Chief Executive Officer Bassem Gohar said that the company supports exports through a tripartite agreement with the Agriculture Export Council (AEC) and the Export Development Fund (EDF) of the Ministry of Trade.
He noted that, according to the protocol, the company is committed to facilitating seven weekly trips to Europe, including four to Germany and three to Belgium at predetermined prices ranging from $800-850 per tonne, next to the spaces on commercial flights to England and France.
He explained that the prices are subsidised by the Trade and Industry Ministry in support of exporters, explaining that the price of shipping did not change following the floatation of the pound in November 2016, while the prices of ground services increased by 10-15%, which does not match the cost hikes.
Gohar said that the company has three planes, two Airbus A300-600 and another A300B4 with a capacity of 40-42 tonnes.
He explained that the company has formulated a development plan on two divisions: fleet and infrastructure, where the company intends to replace and renew the existing aircraft with three new Airbus 330, that will turn from commercial to cargo airliners. The first will be received in June and the other in October this year.
He added that the third plane is scheduled to arrive in May 2019 with a capacity of 58 tonnes. The company also plans to add two smaller B737-800 planes each with a capacity of 20-22 tonnes to serve the African market.
Moreover, he said that the new planes will add 30% more cargo capacity, as the average loads now range between 40 and 42 tonnes, against 58 tonnes in the new planes.
He pointed out that the company plans to invest EGP 1.98bn through the end of fiscal year 2020/2021, including EGP 1.19bn in the coming fiscal year, EGP 393m in FY 2019/2020, then EGP 398m in the last fiscal year.
On the investment plan at the level of infrastructure, Gohar said that the company plans to invest EGP 275m in the coming fiscal year to add 15,000 sqm of storage.
He explained that the new space contributes to increasing the storage capacity of refrigerated products by 415%, 100% for live animals, and 34% for precious goods.
He explained that the total weekly exports transported by the company to the European market via cargo planes reach about 280 tonnes, next to 240 tonnes on commercial flights to Paris, Frankfurt, and Amsterdam.

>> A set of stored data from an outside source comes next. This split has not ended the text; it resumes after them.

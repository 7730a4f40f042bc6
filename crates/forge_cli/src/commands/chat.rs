//! Interactive console chat session.

use std::path::PathBuf;
use std::sync::Arc;

use anyhow::Result;
use clap::Args;
use tokio::io::{AsyncBufReadExt, BufReader};
use tracing::info;

use forge_chat::{
    Command, ConversationController, GenerationOrchestrator, LlmAdapter, LlmClient, MessageRef,
    PageAnalysisCache, RequirementAnalyzer,
};
use forge_runner::DriverConfig;

use crate::console::{ConsoleTransport, UnconfiguredPageAnalyzer};

#[derive(Args)]
pub struct ChatArgs {
    /// Path to the interactive code-generation tool
    #[arg(long, env = "FORGE_TOOL_PATH", default_value = "goose")]
    pub tool: PathBuf,

    /// Working directory for generation sessions
    #[arg(long, default_value = ".")]
    pub workdir: PathBuf,
}

const CHAT_ID: i64 = 0;
const USER_ID: i64 = 0;

pub async fn execute(args: ChatArgs) -> Result<()> {
    let llm: Option<Arc<dyn LlmClient>> = match LlmAdapter::from_env() {
        Ok(adapter) => {
            info!("LLM configured: {}", adapter.model());
            Some(Arc::new(adapter))
        }
        Err(_) => {
            println!("⚠️  No LLM key found - running on deterministic heuristics only.");
            None
        }
    };
    println!("⚠️  Page analysis runs in offline mode without an analyzer service.");

    let transport = Arc::new(ConsoleTransport::new());
    let driver = DriverConfig::new(&args.tool).workdir(&args.workdir);
    let controller = ConversationController::new(
        RequirementAnalyzer::new(llm),
        PageAnalysisCache::new(Arc::new(UnconfiguredPageAnalyzer)),
        GenerationOrchestrator::new(driver),
        transport,
    );

    controller
        .handle_command(CHAT_ID, USER_ID, Command::Start)
        .await?;
    println!(
        "Type your messages below. Commands: /help /status /reset /confirm /generate /schema (exit to quit)"
    );

    let mut lines = BufReader::new(tokio::io::stdin()).lines();
    while let Some(line) = lines.next_line().await? {
        let input = line.trim();
        if input.is_empty() {
            continue;
        }
        if input.eq_ignore_ascii_case("exit") || input.eq_ignore_ascii_case("quit") {
            break;
        }

        // Inline-keyboard actions get a keyboard-free spelling on the console.
        let callback = match input {
            "/confirm" => Some("confirm_project"),
            "/generate" => Some("generate_scraper"),
            "/schema" => Some("show_full_schema"),
            _ => None,
        };
        if let Some(data) = callback {
            let message = MessageRef {
                chat_id: CHAT_ID,
                message_id: 0,
            };
            controller
                .handle_callback(CHAT_ID, USER_ID, "console", data, &message)
                .await?;
            continue;
        }

        if let Ok(command) = input.parse::<Command>() {
            controller.handle_command(CHAT_ID, USER_ID, command).await?;
            continue;
        }

        controller.handle_message(CHAT_ID, USER_ID, input).await?;
    }

    println!("👋 Goodbye!");
    Ok(())
}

He added that these quantities are the minimum air transport, where flights during the peak season carry six daily trips during December and January.
Gohar estimated the volume of goods shipped from Alexandria, Cairo, and Luxor in FY 2015/2016 at 202,700 tonnes of exports and 115,200 tonnes of imports, then up by 8% in FY 2016/2017 to 219,800 tonnes, while imports fell to 113,160 tonnes.
He predicted air cargo transport to grow by 30% following the expansions of the company.
The market share of EgyptAir Cargo is estimated at about 62% of the Egyptian air shipment market. The Arab and Middle East region accounts for 56%, Europe for 33% and the US and Africa for 11%.
Agricultural crops account for 79% of total transported goods, especially green beans, grapes, strawberries, and peaches, since they are perishable products and do not tolerate transshipment for many days, unlike citrus.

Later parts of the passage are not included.